Creative Visual Storytelling: Laying the
Foundations and Pushing the Boundaries
U.S. Army Research Laboratory
2:30-3:30 pm, Friday, February 23, 2024, ITE 325b
Creative visual storytelling - that is, the creative task of storytelling based on visual input - involves both assigning meaning to the visual input and conveying that meaning in story form. The resulting stories are more than literal descriptions of events or scenery: they contain narrative arcs with characters, goals, and conflicts in potentially endless circumstances. In this talk, I will lay out my research exploring the foundations of creative visual storytelling and automating this novel type of storytelling. I examine three properties critical to such systems and the narratives they generate: the systems are highly expressive, their productive capability is key to problem solving and establishing story frames; the systems are responsible, the narratives they generate are grounded in the source material and avoid biases; and the system narratives are "co-constructive" with a human partner, they enable interlocutors to share common ground of experiences in different physical spaces across time through evolving events.

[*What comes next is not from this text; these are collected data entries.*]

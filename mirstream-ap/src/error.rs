//! Error types for mirstream-ap
//!
//! Defines module-specific error types using thiserror for clear error propagation.
//! Per-block analysis failures have their own type
//! ([`crate::analysis::AnalysisSkipped`]) because they never leave the analysis
//! thread.

use thiserror::Error;

/// Main error type for mirstream-ap
#[derive(Error, Debug)]
pub enum Error {
    /// Audio file missing, unsupported, corrupt, or invalid load parameters
    #[error("Audio load error: {0}")]
    Load(String),

    /// Lifecycle operation not legal in the current session state
    #[error("Invalid stream state: {0}")]
    StreamState(String),

    /// Audio output device errors
    #[error("Audio output error: {0}")]
    AudioOutput(String),

    /// Configuration loading or validation errors
    #[error("Configuration error: {0}")]
    Config(String),

    /// Feature log write errors
    #[error("Persistence error: {0}")]
    Persistence(String),

    /// HTTP server errors
    #[error("HTTP server error: {0}")]
    Http(String),

    /// File I/O errors
    #[error("File I/O error: {0}")]
    Io(#[from] std::io::Error),

    /// JSON serialization errors
    #[error("JSON error: {0}")]
    Json(#[from] serde_json::Error),

    /// Errors from the common crate
    #[error(transparent)]
    Common(#[from] mirstream_common::Error),
}

/// Convenience Result type using mirstream-ap Error
pub type Result<T> = std::result::Result<T, Error>;
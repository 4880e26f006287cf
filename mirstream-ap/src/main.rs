//! mirstream-ap - Main entry point
//!
//! Loads one audio file, starts playback with concurrent block analysis and
//! serves the results over HTTP until shutdown.

use std::fs::File;
use std::path::PathBuf;
use std::sync::Arc;

use anyhow::{Context, Result};
use clap::Parser;
use mirstream_ap::api::{self, AppContext};
use mirstream_ap::audio::{AudioSource, ClockedOutput, CpalOutput, OutputSink, SinkFactory};
use mirstream_ap::config::{Config, OutputBackend, Overrides};
use mirstream_ap::persistence::FeatureLog;
use mirstream_ap::playback::{Session, TailPolicy};
use mirstream_common::EventBus;
use tracing::{debug, info, warn};
use tracing_subscriber::{fmt, layer::SubscriberExt, util::SubscriberInitExt, EnvFilter};

/// Channels opened by the null backend
const NULL_OUTPUT_CHANNELS: u16 = 2;

/// Command-line arguments for mirstream-ap
#[derive(Parser, Debug)]
#[command(name = "mirstream-ap")]
#[command(about = "Real-time audio playback with concurrent feature extraction")]
#[command(version)]
struct Args {
    /// Configuration file (TOML)
    #[arg(short, long, env = "MIRSTREAM_CONFIG")]
    config: Option<PathBuf>,

    /// Audio file to play and analyze
    #[arg(short, long, env = "MIRSTREAM_FILE")]
    file: Option<PathBuf>,

    /// Target sample rate in Hz
    #[arg(long, env = "MIRSTREAM_SAMPLE_RATE")]
    sample_rate: Option<u32>,

    /// Samples per analysis block
    #[arg(long, env = "MIRSTREAM_BLOCK_SIZE")]
    block_size: Option<usize>,

    /// Amplitude scale applied once at load
    #[arg(long, env = "MIRSTREAM_SCALE")]
    scale: Option<f32>,

    /// FFT length for dominant frequency
    #[arg(long, env = "MIRSTREAM_FFT_SIZE")]
    fft_size: Option<usize>,

    /// Handling of a final partial block
    #[arg(long, value_enum, env = "MIRSTREAM_TAIL_POLICY")]
    tail_policy: Option<TailPolicy>,

    /// Analysis queue capacity in blocks
    #[arg(long, env = "MIRSTREAM_QUEUE_CAPACITY")]
    queue_capacity: Option<usize>,

    /// Bounded wait for one analysis dequeue, in milliseconds
    #[arg(long, env = "MIRSTREAM_DEQUEUE_TIMEOUT_MS")]
    dequeue_timeout_ms: Option<u64>,

    /// Output thread keep-alive poll interval, in milliseconds
    #[arg(long, env = "MIRSTREAM_POLL_INTERVAL_MS")]
    poll_interval_ms: Option<u64>,

    /// Output backend
    #[arg(long, value_enum, env = "MIRSTREAM_OUTPUT")]
    backend: Option<OutputBackend>,

    /// Pace the null backend in real time (true/false)
    #[arg(long, env = "MIRSTREAM_REALTIME")]
    realtime: Option<bool>,

    /// Output device name (default device if omitted)
    #[arg(long, env = "MIRSTREAM_DEVICE")]
    device: Option<String>,

    /// HTTP bind host
    #[arg(long, env = "MIRSTREAM_HOST")]
    host: Option<String>,

    /// HTTP port
    #[arg(short, long, env = "MIRSTREAM_PORT")]
    port: Option<u16>,

    /// JSON feature log path
    #[arg(long, env = "MIRSTREAM_FEATURE_LOG")]
    feature_log: Option<PathBuf>,

    /// Log level (trace, debug, info, warn, error)
    #[arg(long, env = "MIRSTREAM_LOG_LEVEL")]
    log_level: Option<String>,

    /// Also write logs to this file
    #[arg(long, env = "MIRSTREAM_LOG_FILE")]
    log_file: Option<PathBuf>,

    /// List output devices and exit
    #[arg(long)]
    list_devices: bool,
}

impl Args {
    fn overrides(self) -> Overrides {
        Overrides {
            config: self.config,
            file: self.file,
            sample_rate: self.sample_rate,
            block_size: self.block_size,
            scale: self.scale,
            fft_size: self.fft_size,
            tail_policy: self.tail_policy,
            queue_capacity: self.queue_capacity,
            dequeue_timeout_ms: self.dequeue_timeout_ms,
            poll_interval_ms: self.poll_interval_ms,
            backend: self.backend,
            device: self.device,
            realtime: self.realtime,
            host: self.host,
            port: self.port,
            feature_log: self.feature_log,
            log_level: self.log_level,
            log_file: self.log_file,
        }
    }
}

#[tokio::main]
async fn main() -> Result<()> {
    let args = Args::parse();

    if args.list_devices {
        for device in CpalOutput::list_devices().context("Failed to list output devices")? {
            println!("{}", device);
        }
        return Ok(());
    }

    let config = Config::load(args.overrides()).context("Invalid configuration")?;
    init_tracing(&config)?;

    info!("Starting mirstream-ap v{}", env!("CARGO_PKG_VERSION"));
    match &config.config_path {
        Some(path) => info!("Configuration file: {}", path.display()),
        None => info!("No configuration file, using defaults"),
    }
    debug!("Resolved configuration: {:?}", config);

    let feature_log = Arc::new(
        FeatureLog::create(&config.feature_log).context("Failed to initialize feature log")?,
    );

    let source = AudioSource::load(
        &config.audio_file,
        config.sample_rate,
        config.block_size,
        config.scale,
    )
    .with_context(|| format!("Failed to load {}", config.audio_file.display()))?;

    let events = Arc::new(EventBus::new(1000));
    let session = Arc::new(Session::new(
        source,
        sink_factory(&config),
        Arc::clone(&events),
        config.session_options(),
    ));

    session.start().context("Failed to start playback")?;

    // After natural completion, release the device while HTTP keeps serving
    let completion = Arc::clone(&session);
    tokio::task::spawn_blocking(move || {
        if let Err(e) = completion.join() {
            warn!("Session join failed: {}", e);
        }
        if !completion.is_torn_down() {
            if let Err(e) = completion.teardown() {
                debug!("Teardown after completion skipped: {}", e);
            }
        }
    });

    let ctx = AppContext::new(Arc::clone(&session), feature_log, events);
    api::run(ctx, config.bind_addr)
        .await
        .context("HTTP server failed")?;

    // Signal path: the shutdown endpoint may already have done this
    let stopping = Arc::clone(&session);
    tokio::task::spawn_blocking(move || stopping.shutdown())
        .await
        .context("Shutdown task failed")?
        .context("Session shutdown failed")?;

    info!("mirstream-ap shutdown complete");
    Ok(())
}

fn sink_factory(config: &Config) -> SinkFactory {
    let sample_rate = config.sample_rate;
    let block_size = config.block_size;

    match config.backend {
        OutputBackend::Cpal => {
            let device = config.device.clone();
            Box::new(move || -> mirstream_ap::Result<Box<dyn OutputSink>> {
                let output = CpalOutput::open(device.as_deref(), sample_rate, Some(block_size as u32))?;
                Ok(Box::new(output) as Box<dyn OutputSink>)
            })
        }
        OutputBackend::Null => {
            let realtime = config.realtime;
            Box::new(move || -> mirstream_ap::Result<Box<dyn OutputSink>> {
                let output =
                    ClockedOutput::new(sample_rate, NULL_OUTPUT_CHANNELS, block_size, realtime);
                Ok(Box::new(output) as Box<dyn OutputSink>)
            })
        }
    }
}

fn init_tracing(config: &Config) -> Result<()> {
    let level = config.log_level.to_ascii_lowercase();
    let filter = EnvFilter::try_from_default_env().unwrap_or_else(|_| {
        EnvFilter::new(format!(
            "mirstream_ap={level},mirstream_common={level},tower_http={level}"
        ))
    });

    let file_layer = match &config.log_file {
        Some(path) => {
            let file = File::create(path)
                .with_context(|| format!("Failed to create log file {}", path.display()))?;
            Some(
                fmt::layer()
                    .with_writer(Arc::new(file))
                    .with_ansi(false)
                    .with_thread_names(true),
            )
        }
        None => None,
    };

    tracing_subscriber::registry()
        .with(filter)
        .with(fmt::layer())
        .with(file_layer)
        .init();

    Ok(())
}
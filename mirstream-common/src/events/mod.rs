//! Event types for the mirstream event system
//!
//! Provides the shared event definitions and the EventBus used to fan events out
//! to SSE clients.

mod session_types;

pub use session_types::SessionState;

use crate::api::types::FeatureRecord;
use serde::{Deserialize, Serialize};
use tokio::sync::broadcast;

/// mirstream event types
///
/// Events are broadcast via EventBus and serialized for SSE transmission.
#[derive(Debug, Clone, Serialize, Deserialize)]
#[serde(tag = "type")]
pub enum MirEvent {
    /// Session lifecycle state changed
    SessionStateChanged {
        /// State before change
        old_state: SessionState,
        /// State after change
        new_state: SessionState,
        /// When state changed
        timestamp: chrono::DateTime<chrono::Utc>,
    },

    /// Features computed for one block and appended to the result store
    FeatureComputed {
        /// The stored record
        record: FeatureRecord,
        /// When the record was stored
        timestamp: chrono::DateTime<chrono::Utc>,
    },

    /// Playback reached the end of the buffer or was stopped
    PlaybackCompleted {
        /// Blocks handed to the analysis queue
        blocks_enqueued: u64,
        /// Blocks lost because the queue was full
        blocks_dropped: u64,
        /// True when the whole buffer was played
        exhausted: bool,
        /// When playback finished
        timestamp: chrono::DateTime<chrono::Utc>,
    },
}

impl MirEvent {
    /// Event name used as the SSE `event:` field
    pub fn event_type(&self) -> &'static str {
        match self {
            MirEvent::SessionStateChanged { .. } => "SessionStateChanged",
            MirEvent::FeatureComputed { .. } => "FeatureComputed",
            MirEvent::PlaybackCompleted { .. } => "PlaybackCompleted",
        }
    }
}

/// Central event distribution bus
///
/// Wraps a `tokio::sync::broadcast` channel:
/// - `emit` never blocks and is callable from plain threads
/// - slow subscribers lag instead of blocking producers
/// - no subscribers is not an error for the producer
///
/// # Examples
///
/// ```
/// use mirstream_common::events::{EventBus, MirEvent, SessionState};
///
/// let bus = EventBus::new(100);
/// let mut rx = bus.subscribe();
///
/// bus.emit(MirEvent::SessionStateChanged {
///     old_state: SessionState::Idle,
///     new_state: SessionState::Streaming,
///     timestamp: chrono::Utc::now(),
/// });
///
/// assert!(rx.try_recv().is_ok());
/// ```
#[derive(Clone)]
pub struct EventBus {
    tx: broadcast::Sender<MirEvent>,
    capacity: usize,
}

impl EventBus {
    /// Creates a new EventBus buffering up to `capacity` events per subscriber
    pub fn new(capacity: usize) -> Self {
        let (tx, _) = broadcast::channel(capacity.max(1));
        Self { tx, capacity }
    }

    /// Subscribe to all future events
    pub fn subscribe(&self) -> broadcast::Receiver<MirEvent> {
        self.tx.subscribe()
    }

    /// Emit an event to all current subscribers
    ///
    /// Returns the number of subscribers that received it (0 when nobody listens).
    pub fn emit(&self, event: MirEvent) -> usize {
        self.tx.send(event).unwrap_or(0)
    }

    /// Number of active subscribers
    pub fn subscriber_count(&self) -> usize {
        self.tx.receiver_count()
    }

    /// Configured per-subscriber capacity
    pub fn capacity(&self) -> usize {
        self.capacity
    }
}

impl Default for EventBus {
    fn default() -> Self {
        Self::new(1000)
    }
}
//! Playback driver: owns the output thread
//!
//! Output sinks may not be `Send` (cpal streams are not), so the sink is built,
//! started, stopped and dropped on a dedicated "mirstream-output" thread. The
//! thread keeps the stream alive until stop is requested or rendering finishes,
//! then stops the sink. The stopped sink (for cpal, the paused stream) is only
//! dropped when teardown releases it.

use crate::audio::output::{OutputSink, SinkFactory};
use crate::error::{Error, Result};
use crate::playback::cursor::{BlockCursor, CursorFlags};
use crate::playback::state::StopSignal;
use serde::Serialize;
use std::sync::atomic::{AtomicBool, Ordering};
use std::sync::{mpsc, Arc};
use std::thread::JoinHandle;
use std::time::Duration;
use tracing::{debug, error, info, warn};

/// Default keep-alive poll interval of the output thread
pub const DEFAULT_POLL_INTERVAL: Duration = Duration::from_millis(100);

/// Output device as actually opened
#[derive(Debug, Clone, PartialEq, Eq, Serialize)]
pub struct DeviceInfo {
    pub name: String,
    pub sample_rate: u32,
    pub channels: u16,
}

/// Drives one output stream from start to teardown
pub struct PlaybackDriver {
    factory: Option<SinkFactory>,
    cursor: Option<BlockCursor>,
    flags: CursorFlags,
    stop: StopSignal,
    poll_interval: Duration,
    /// Set by the output thread once the sink has stopped invoking the callback
    stopped: Arc<AtomicBool>,
    thread: Option<JoinHandle<()>>,
    release_tx: Option<mpsc::Sender<()>>,
    device: Option<DeviceInfo>,
    torn_down: bool,
}

impl PlaybackDriver {
    pub fn new(
        factory: SinkFactory,
        cursor: BlockCursor,
        flags: CursorFlags,
        stop: StopSignal,
        poll_interval: Duration,
    ) -> Self {
        Self {
            factory: Some(factory),
            cursor: Some(cursor),
            flags,
            stop,
            poll_interval,
            stopped: Arc::new(AtomicBool::new(false)),
            thread: None,
            release_tx: None,
            device: None,
            torn_down: false,
        }
    }

    /// Open the output and begin rendering.
    ///
    /// Blocks until the output thread reports whether the device started.
    ///
    /// # Errors
    /// - `Error::StreamState` if already started or torn down
    /// - `Error::AudioOutput` if the device cannot be opened or started
    pub fn start(&mut self) -> Result<DeviceInfo> {
        if self.torn_down {
            return Err(Error::StreamState("Output already torn down".to_string()));
        }
        let (factory, mut cursor) = match (self.factory.take(), self.cursor.take()) {
            (Some(factory), Some(cursor)) => (factory, cursor),
            _ => return Err(Error::StreamState("Output already started".to_string())),
        };

        let (ready_tx, ready_rx) = mpsc::channel::<Result<DeviceInfo>>();
        let (release_tx, release_rx) = mpsc::channel::<()>();

        let flags = self.flags.clone();
        let stop = self.stop.clone();
        let stopped = Arc::clone(&self.stopped);
        let poll_interval = self.poll_interval;

        let handle = std::thread::Builder::new()
            .name("mirstream-output".to_string())
            .spawn(move || {
                // Create the sink here: it must live and die on this thread
                let mut sink: Box<dyn OutputSink> = match factory() {
                    Ok(sink) => sink,
                    Err(e) => {
                        error!("Failed to create audio output: {}", e);
                        stopped.store(true, Ordering::Release);
                        let _ = ready_tx.send(Err(e));
                        return;
                    }
                };

                let info = DeviceInfo {
                    name: sink.device_name(),
                    sample_rate: sink.sample_rate(),
                    channels: sink.channels(),
                };

                if let Err(e) = sink.start(Box::new(move |out: &mut [f32], channels: usize| {
                    cursor.render(out, channels)
                })) {
                    error!("Failed to start audio output: {}", e);
                    stopped.store(true, Ordering::Release);
                    let _ = ready_tx.send(Err(e));
                    return;
                }

                let _ = ready_tx.send(Ok(info));

                // Keep the stream alive until stopped or the buffer is done
                let mut error_reported = false;
                while !stop.is_requested() && !flags.is_finished() {
                    if !error_reported && sink.has_error() {
                        warn!("Audio device reported a stream error, continuing");
                        error_reported = true;
                    }
                    std::thread::sleep(poll_interval);
                }

                if let Err(e) = sink.stop() {
                    warn!("Error stopping audio output: {}", e);
                }
                stopped.store(true, Ordering::Release);
                info!("Audio output stopped");

                // Hold the device until teardown (or until the driver is dropped)
                let _ = release_rx.recv();
                drop(sink);
                debug!("Audio device released");
            })
            .map_err(|e| Error::AudioOutput(format!("Failed to spawn output thread: {}", e)))?;

        let ready = ready_rx.recv().unwrap_or_else(|_| {
            Err(Error::AudioOutput("Output thread exited during startup".to_string()))
        });

        match ready {
            Ok(info) => {
                info!(
                    "Audio output started: {} ({}Hz, {} channels)",
                    info.name, info.sample_rate, info.channels
                );
                self.thread = Some(handle);
                self.release_tx = Some(release_tx);
                self.device = Some(info.clone());
                Ok(info)
            }
            Err(e) => {
                let _ = handle.join();
                self.torn_down = true;
                Err(e)
            }
        }
    }

    /// True once the output has stopped invoking the render callback
    pub fn is_finished(&self) -> bool {
        self.stopped.load(Ordering::Acquire)
    }

    /// Shared handle to the flag behind [`is_finished`](Self::is_finished)
    pub fn finished_flag(&self) -> Arc<AtomicBool> {
        Arc::clone(&self.stopped)
    }

    /// Block until the output has stopped.
    ///
    /// Returns immediately if the driver was never started.
    pub fn wait_finished(&self) {
        if self.thread.is_none() {
            return;
        }
        while !self.is_finished() {
            std::thread::sleep(self.poll_interval.min(Duration::from_millis(10)));
        }
    }

    pub fn device(&self) -> Option<&DeviceInfo> {
        self.device.as_ref()
    }

    /// Release the device and join the output thread.
    ///
    /// # Errors
    /// `Error::StreamState` if the output is still running or teardown already
    /// happened.
    pub fn teardown(&mut self) -> Result<()> {
        if self.torn_down {
            return Err(Error::StreamState("Output already torn down".to_string()));
        }
        if self.thread.is_some() && !self.is_finished() {
            return Err(Error::StreamState(
                "Output still running; stop it before teardown".to_string(),
            ));
        }

        if let Some(tx) = self.release_tx.take() {
            let _ = tx.send(());
        }
        if let Some(handle) = self.thread.take() {
            handle
                .join()
                .map_err(|_| Error::AudioOutput("Output thread panicked".to_string()))?;
        }
        self.torn_down = true;
        debug!("Playback driver torn down");
        Ok(())
    }
}

impl Drop for PlaybackDriver {
    fn drop(&mut self) {
        if let Some(handle) = self.thread.take() {
            self.stop.request();
            self.release_tx.take();
            let _ = handle.join();
        }
    }
}
//! # mirstream Common Library
//!
//! Shared code for the mirstream services:
//! - Event types (MirEvent enum) and the EventBus
//! - API request/response types (FeatureRecord and friends)
//! - Configuration file discovery
//! - Common error type

pub mod api;
pub mod config;
pub mod error;
pub mod events;

pub use api::types::FeatureRecord;
pub use error::{Error, Result};
pub use events::{EventBus, MirEvent, SessionState};
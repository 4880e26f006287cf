//! HTTP API
//!
//! Read-only feature queries over the result store, session status, an SSE
//! event stream and a shutdown endpoint.

pub mod handlers;
pub mod server;
pub mod sse;

pub use server::{create_router, run, AppContext};
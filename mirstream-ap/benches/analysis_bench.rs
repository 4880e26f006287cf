//! Analysis throughput benchmark
//!
//! Measures per-block feature extraction and the output callback's render path.
//!
//! **Goal:** one 2048-sample block analyzed well inside its 46ms playback time
//! **Goal:** render callback cost negligible next to the device period

use criterion::{black_box, criterion_group, criterion_main, BatchSize, Criterion};
use mirstream_ap::analysis::zcr::zero_crossing_rate;
use mirstream_ap::analysis::{FeatureExtractor, SpectrumAnalyzer};
use mirstream_ap::playback::{frame_queue, BlockCursor, CursorFlags, PipelineCounters, StopSignal, TailPolicy};
use std::f32::consts::PI;
use std::sync::Arc;

const SAMPLE_RATE: u32 = 44100;
const BLOCK: usize = 2048;

fn sine(len: usize, freq: f32) -> Vec<f32> {
    (0..len)
        .map(|i| (2.0 * PI * freq * i as f32 / SAMPLE_RATE as f32).sin() * 0.5)
        .collect()
}

fn bench_feature_extraction(c: &mut Criterion) {
    let mut group = c.benchmark_group("feature_extraction");
    let block = sine(BLOCK, 440.0);

    group.bench_function("zero_crossing_rate_2048", |b| {
        b.iter(|| black_box(zero_crossing_rate(black_box(&block))));
    });

    group.bench_function("dominant_frequency_2048", |b| {
        let mut spectrum = SpectrumAnalyzer::new(BLOCK);
        b.iter(|| black_box(spectrum.dominant_frequency(black_box(&block), SAMPLE_RATE)));
    });

    group.bench_function("dominant_frequency_2048_fft_512", |b| {
        let mut spectrum = SpectrumAnalyzer::new(512);
        b.iter(|| black_box(spectrum.dominant_frequency(black_box(&block), SAMPLE_RATE)));
    });

    group.bench_function("analyze_block_2048", |b| {
        let mut extractor = FeatureExtractor::new(SAMPLE_RATE, BLOCK);
        b.iter(|| black_box(extractor.analyze(black_box(&block)).ok()));
    });

    group.finish();
}

fn bench_render(c: &mut Criterion) {
    let mut group = c.benchmark_group("render");
    let samples: Arc<[f32]> = sine(BLOCK * 8, 440.0).into();

    // One device period of 512 stereo frames on a fresh cursor
    group.bench_function("render_512_frames_stereo", |b| {
        b.iter_batched(
            || {
                let counters = PipelineCounters::new();
                let (producer, consumer) = frame_queue(64, Arc::clone(&counters));
                let cursor = BlockCursor::new(
                    Arc::clone(&samples),
                    BLOCK,
                    TailPolicy::Drop,
                    producer,
                    StopSignal::new(),
                    CursorFlags::default(),
                    counters,
                );
                (cursor, consumer, vec![0.0f32; 512 * 2])
            },
            |(mut cursor, _consumer, mut out)| {
                black_box(cursor.render(&mut out, 2));
            },
            BatchSize::SmallInput,
        );
    });

    group.finish();
}

criterion_group!(benches, bench_feature_extraction, bench_render);
criterion_main!(benches);
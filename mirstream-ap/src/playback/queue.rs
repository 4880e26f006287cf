//! Lock-free analysis queue
//!
//! Single-producer single-consumer ring buffer carrying completed block
//! descriptors from the output callback to the analysis thread.
//!
//! - Producer (output callback): `push` never blocks; a full queue drops the
//!   block and counts it
//! - Consumer (analysis thread): `pop_timeout` waits up to a deadline so the
//!   worker can re-check its exit conditions

use crate::playback::state::PipelineCounters;
use ringbuf::{traits::*, HeapRb};
use std::sync::Arc;
use std::time::{Duration, Instant};

/// Interval between empty-queue polls in `pop_timeout`
const POLL_INTERVAL: Duration = Duration::from_millis(2);

/// Default queue capacity in blocks
pub const DEFAULT_QUEUE_CAPACITY: usize = 64;

/// A completed block, described as a range of the shared sample buffer.
///
/// Carries no samples, so enqueueing from the output callback never allocates.
#[derive(Debug, Clone, Copy, PartialEq, Eq)]
pub struct Block {
    /// Physical block number (start / block_size)
    pub index: u64,
    /// First sample of the block
    pub start: usize,
    /// Samples taken from the buffer
    pub len: usize,
    /// Length the analyzer sees; `> len` means zero padding
    pub padded_len: usize,
}

impl Block {
    pub fn new(index: u64, start: usize, len: usize) -> Self {
        Self {
            index,
            start,
            len,
            padded_len: len,
        }
    }

    pub fn with_padding(mut self, padded_len: usize) -> Self {
        self.padded_len = padded_len.max(self.len);
        self
    }

    pub fn end(&self) -> usize {
        self.start + self.len
    }
}

/// Create a queue of `capacity` blocks
pub fn frame_queue(capacity: usize, counters: Arc<PipelineCounters>) -> (FrameProducer, FrameConsumer) {
    let (producer, consumer) = HeapRb::<Block>::new(capacity.max(1)).split();
    (
        FrameProducer {
            producer,
            counters: Arc::clone(&counters),
        },
        FrameConsumer { consumer },
    )
}

/// Producer half (output callback)
pub struct FrameProducer {
    producer: ringbuf::HeapProd<Block>,
    counters: Arc<PipelineCounters>,
}

impl FrameProducer {
    /// Enqueue a block without blocking.
    ///
    /// Returns false if the queue was full and the block was dropped.
    pub fn push(&mut self, block: Block) -> bool {
        match self.producer.try_push(block) {
            Ok(()) => {
                self.counters.record_enqueued();
                true
            }
            Err(_) => {
                self.counters.record_dropped();
                false
            }
        }
    }

    pub fn capacity(&self) -> usize {
        self.producer.capacity().into()
    }

    pub fn occupied_len(&self) -> usize {
        self.producer.occupied_len()
    }
}

/// Consumer half (analysis thread)
pub struct FrameConsumer {
    consumer: ringbuf::HeapCons<Block>,
}

impl FrameConsumer {
    pub fn try_pop(&mut self) -> Option<Block> {
        self.consumer.try_pop()
    }

    /// Dequeue a block, waiting at most `timeout`.
    pub fn pop_timeout(&mut self, timeout: Duration) -> Option<Block> {
        let deadline = Instant::now() + timeout;
        loop {
            if let Some(block) = self.consumer.try_pop() {
                return Some(block);
            }
            let now = Instant::now();
            if now >= deadline {
                return None;
            }
            std::thread::sleep(POLL_INTERVAL.min(deadline - now));
        }
    }

    pub fn is_empty(&self) -> bool {
        self.consumer.is_empty()
    }

    pub fn len(&self) -> usize {
        self.consumer.occupied_len()
    }
}
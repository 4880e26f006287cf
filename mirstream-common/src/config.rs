//! Configuration file discovery and TOML loading
//!
//! Resolution order for the configuration file:
//! 1. Explicit path (command-line argument)
//! 2. Environment variable
//! 3. Platform config directory (`<config_dir>/mirstream/config.toml`)
//!
//! A missing file is not an error: callers fall back to built-in defaults.

use crate::{Error, Result};
use serde::de::DeserializeOwned;
use std::path::{Path, PathBuf};
use tracing::{debug, warn};

/// Environment variable naming the configuration file
pub const CONFIG_ENV_VAR: &str = "MIRSTREAM_CONFIG";

/// Application directory name under the platform config directory
const APP_DIR: &str = "mirstream";

/// Locate the configuration file to use, if any.
///
/// An explicit path or the environment variable is returned as-is (the caller
/// reports a missing file). The platform default is only returned when it exists.
pub fn resolve_config_path(cli_arg: Option<&Path>, env_var_name: &str) -> Option<PathBuf> {
    // Priority 1: Command-line argument
    if let Some(path) = cli_arg {
        return Some(path.to_path_buf());
    }

    // Priority 2: Environment variable
    if let Ok(path) = std::env::var(env_var_name) {
        if !path.is_empty() {
            return Some(PathBuf::from(path));
        }
    }

    // Priority 3: platform default, only if present
    let default = default_config_path()?;
    if default.exists() {
        Some(default)
    } else {
        debug!("No config file at {}", default.display());
        None
    }
}

/// Platform default configuration file path
///
/// - Linux: `~/.config/mirstream/config.toml`
/// - macOS: `~/Library/Application Support/mirstream/config.toml`
/// - Windows: `%APPDATA%\mirstream\config.toml`
pub fn default_config_path() -> Option<PathBuf> {
    dirs::config_dir().map(|d| d.join(APP_DIR).join("config.toml"))
}

/// Parse a TOML document into `T`
pub fn parse_toml<T: DeserializeOwned>(content: &str) -> Result<T> {
    Ok(toml::from_str(content)?)
}

/// Read and parse a TOML file into `T`
pub fn load_toml<T: DeserializeOwned>(path: &Path) -> Result<T> {
    let content = std::fs::read_to_string(path).map_err(|e| {
        Error::Config(format!("Failed to read config file {}: {}", path.display(), e))
    })?;
    parse_toml(&content).map_err(|e| {
        warn!("Invalid config file {}: {}", path.display(), e);
        Error::Config(format!("Invalid config file {}: {}", path.display(), e))
    })
}

#[cfg(test)]
mod tests {
    use super::*;
    use serde::Deserialize;

    #[derive(Debug, Deserialize)]
    struct Sample {
        port: u16,
        #[serde(default)]
        name: Option<String>,
    }

    #[test]
    fn test_explicit_path_wins() {
        let path = PathBuf::from("/tmp/explicit.toml");
        let resolved = resolve_config_path(Some(&path), "MIRSTREAM_TEST_UNSET_VAR");
        assert_eq!(resolved, Some(path));
    }

    #[test]
    fn test_parse_toml() {
        let sample: Sample = parse_toml("port = 5050\n").unwrap();
        assert_eq!(sample.port, 5050);
        assert!(sample.name.is_none());
    }

    #[test]
    fn test_parse_toml_error() {
        let result: Result<Sample> = parse_toml("port = \"not a number\"");
        assert!(matches!(result, Err(Error::Toml(_))));
    }

    #[test]
    fn test_load_missing_file_is_config_error() {
        let result: Result<Sample> = load_toml(Path::new("/nonexistent/mirstream.toml"));
        assert!(matches!(result, Err(Error::Config(_))));
    }
}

Bio: Dr. Stephanie Lukin is a Computer Scientist at the U.S. Army Research Laboratory's Los Angeles regional site (ARL-West). She holds a Ph.D. and M.S. in Computer Science from the University of California Santa Cruz, and had interned at Xerox PARC, Microsoft Research, and Google before joining ARL in 2017. Dr. Lukin specializes in narrative intelligence, examining the multi-modal interactions between humans and robots, and how stories can be told from the myriad of multi-modal data surrounding us.